**Collected data**

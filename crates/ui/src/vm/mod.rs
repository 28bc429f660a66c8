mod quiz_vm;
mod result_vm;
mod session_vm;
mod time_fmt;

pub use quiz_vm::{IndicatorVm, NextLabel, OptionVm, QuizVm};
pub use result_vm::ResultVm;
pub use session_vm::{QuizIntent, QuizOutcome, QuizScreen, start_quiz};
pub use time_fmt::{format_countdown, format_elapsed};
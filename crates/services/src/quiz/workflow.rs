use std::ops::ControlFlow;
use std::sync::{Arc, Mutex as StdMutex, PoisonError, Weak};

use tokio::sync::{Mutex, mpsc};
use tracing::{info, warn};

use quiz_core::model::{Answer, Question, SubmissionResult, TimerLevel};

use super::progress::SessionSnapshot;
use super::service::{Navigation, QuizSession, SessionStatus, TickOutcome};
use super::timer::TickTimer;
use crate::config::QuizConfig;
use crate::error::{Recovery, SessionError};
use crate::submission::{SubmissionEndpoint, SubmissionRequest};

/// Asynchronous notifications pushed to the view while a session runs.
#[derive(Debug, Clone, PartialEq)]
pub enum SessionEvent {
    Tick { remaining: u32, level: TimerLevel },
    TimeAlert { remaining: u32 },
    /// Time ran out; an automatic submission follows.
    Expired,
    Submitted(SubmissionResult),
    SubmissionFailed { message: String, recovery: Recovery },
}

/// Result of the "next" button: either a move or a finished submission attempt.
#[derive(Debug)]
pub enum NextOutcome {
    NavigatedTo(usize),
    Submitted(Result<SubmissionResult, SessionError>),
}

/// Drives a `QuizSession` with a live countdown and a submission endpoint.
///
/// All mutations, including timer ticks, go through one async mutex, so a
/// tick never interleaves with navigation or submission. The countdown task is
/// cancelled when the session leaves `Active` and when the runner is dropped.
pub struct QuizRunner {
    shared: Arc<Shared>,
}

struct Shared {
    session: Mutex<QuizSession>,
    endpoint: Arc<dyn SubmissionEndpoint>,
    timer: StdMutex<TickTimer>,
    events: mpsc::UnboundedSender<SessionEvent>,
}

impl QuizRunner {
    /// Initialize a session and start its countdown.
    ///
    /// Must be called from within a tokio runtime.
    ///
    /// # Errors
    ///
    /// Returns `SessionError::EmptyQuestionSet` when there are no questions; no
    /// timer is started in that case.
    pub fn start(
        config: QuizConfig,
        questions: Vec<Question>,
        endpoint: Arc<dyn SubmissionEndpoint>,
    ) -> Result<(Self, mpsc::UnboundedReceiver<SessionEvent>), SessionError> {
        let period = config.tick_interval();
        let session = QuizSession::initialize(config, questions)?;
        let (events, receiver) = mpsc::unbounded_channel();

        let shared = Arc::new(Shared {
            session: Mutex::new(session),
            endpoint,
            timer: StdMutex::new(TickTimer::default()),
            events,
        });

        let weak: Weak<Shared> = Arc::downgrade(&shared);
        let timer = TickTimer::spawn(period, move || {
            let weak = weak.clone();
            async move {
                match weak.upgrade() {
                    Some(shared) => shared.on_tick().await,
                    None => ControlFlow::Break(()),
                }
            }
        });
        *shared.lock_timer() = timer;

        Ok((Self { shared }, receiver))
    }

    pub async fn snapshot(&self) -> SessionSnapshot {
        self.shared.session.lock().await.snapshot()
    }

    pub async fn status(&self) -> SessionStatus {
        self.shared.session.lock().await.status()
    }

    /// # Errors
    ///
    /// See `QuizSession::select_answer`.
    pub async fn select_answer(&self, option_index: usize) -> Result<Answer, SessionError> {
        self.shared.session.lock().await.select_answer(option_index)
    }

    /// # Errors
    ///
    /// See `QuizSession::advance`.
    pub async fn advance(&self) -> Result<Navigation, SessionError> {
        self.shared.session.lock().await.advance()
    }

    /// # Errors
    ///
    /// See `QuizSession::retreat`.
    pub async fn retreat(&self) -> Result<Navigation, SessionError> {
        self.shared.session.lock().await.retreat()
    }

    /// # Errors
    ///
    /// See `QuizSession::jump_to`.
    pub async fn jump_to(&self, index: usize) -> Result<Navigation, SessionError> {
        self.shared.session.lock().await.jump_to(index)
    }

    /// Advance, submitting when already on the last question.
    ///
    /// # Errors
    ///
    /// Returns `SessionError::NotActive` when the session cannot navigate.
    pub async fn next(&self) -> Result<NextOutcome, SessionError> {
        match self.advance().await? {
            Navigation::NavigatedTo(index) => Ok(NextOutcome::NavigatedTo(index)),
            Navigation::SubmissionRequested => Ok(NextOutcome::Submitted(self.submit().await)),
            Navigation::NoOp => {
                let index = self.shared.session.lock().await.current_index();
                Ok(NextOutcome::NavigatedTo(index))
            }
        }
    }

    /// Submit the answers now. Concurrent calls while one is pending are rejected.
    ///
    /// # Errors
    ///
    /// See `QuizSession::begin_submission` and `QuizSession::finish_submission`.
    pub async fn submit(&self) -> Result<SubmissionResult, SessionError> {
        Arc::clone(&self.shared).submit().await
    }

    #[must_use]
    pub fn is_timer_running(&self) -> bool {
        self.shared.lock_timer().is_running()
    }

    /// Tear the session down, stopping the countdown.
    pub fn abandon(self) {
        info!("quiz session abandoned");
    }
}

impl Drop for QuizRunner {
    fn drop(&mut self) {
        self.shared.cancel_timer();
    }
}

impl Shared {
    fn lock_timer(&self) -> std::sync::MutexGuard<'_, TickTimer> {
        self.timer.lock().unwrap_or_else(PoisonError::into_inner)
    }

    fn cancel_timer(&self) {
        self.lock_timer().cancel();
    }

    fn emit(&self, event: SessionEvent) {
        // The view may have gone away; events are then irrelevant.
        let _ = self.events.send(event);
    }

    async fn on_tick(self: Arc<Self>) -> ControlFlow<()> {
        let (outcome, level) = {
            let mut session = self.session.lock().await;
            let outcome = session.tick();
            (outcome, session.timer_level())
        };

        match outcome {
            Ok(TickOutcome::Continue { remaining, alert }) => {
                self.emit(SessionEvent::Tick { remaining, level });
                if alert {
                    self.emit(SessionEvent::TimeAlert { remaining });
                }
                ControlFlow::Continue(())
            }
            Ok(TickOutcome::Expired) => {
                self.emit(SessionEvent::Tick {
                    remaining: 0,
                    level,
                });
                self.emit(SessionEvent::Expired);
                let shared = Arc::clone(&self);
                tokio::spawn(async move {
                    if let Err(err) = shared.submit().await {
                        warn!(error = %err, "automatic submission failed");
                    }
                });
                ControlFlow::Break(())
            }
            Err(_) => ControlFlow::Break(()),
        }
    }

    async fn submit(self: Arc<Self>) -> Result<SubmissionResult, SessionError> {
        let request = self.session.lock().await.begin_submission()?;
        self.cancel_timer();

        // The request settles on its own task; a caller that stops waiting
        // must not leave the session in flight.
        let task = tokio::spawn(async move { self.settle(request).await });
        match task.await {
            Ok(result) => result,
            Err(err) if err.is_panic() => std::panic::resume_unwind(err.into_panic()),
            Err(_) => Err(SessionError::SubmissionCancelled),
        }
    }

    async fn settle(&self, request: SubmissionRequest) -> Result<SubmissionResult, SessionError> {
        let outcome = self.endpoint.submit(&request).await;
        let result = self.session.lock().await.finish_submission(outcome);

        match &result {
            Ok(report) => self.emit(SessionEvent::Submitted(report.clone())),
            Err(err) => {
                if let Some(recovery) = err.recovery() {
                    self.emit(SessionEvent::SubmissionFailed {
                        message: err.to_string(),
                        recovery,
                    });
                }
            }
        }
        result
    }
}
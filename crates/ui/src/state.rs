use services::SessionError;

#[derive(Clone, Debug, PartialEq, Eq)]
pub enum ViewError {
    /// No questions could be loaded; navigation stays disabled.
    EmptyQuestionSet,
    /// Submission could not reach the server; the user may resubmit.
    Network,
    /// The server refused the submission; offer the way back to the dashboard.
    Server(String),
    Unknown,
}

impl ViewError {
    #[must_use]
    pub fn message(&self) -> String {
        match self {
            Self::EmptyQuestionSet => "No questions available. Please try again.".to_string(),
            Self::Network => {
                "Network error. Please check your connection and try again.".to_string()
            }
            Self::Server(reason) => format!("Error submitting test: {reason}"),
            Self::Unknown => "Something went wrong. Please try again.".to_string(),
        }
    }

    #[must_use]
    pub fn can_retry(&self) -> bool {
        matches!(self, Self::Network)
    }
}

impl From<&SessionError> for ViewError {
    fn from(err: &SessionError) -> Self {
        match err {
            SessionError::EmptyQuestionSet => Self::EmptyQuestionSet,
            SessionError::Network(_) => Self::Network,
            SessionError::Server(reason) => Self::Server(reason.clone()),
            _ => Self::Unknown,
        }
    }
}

**Assigned task**
Respond with a number only, the count of lines in the entries where the string "struct" occurs.

**Exercise response**
2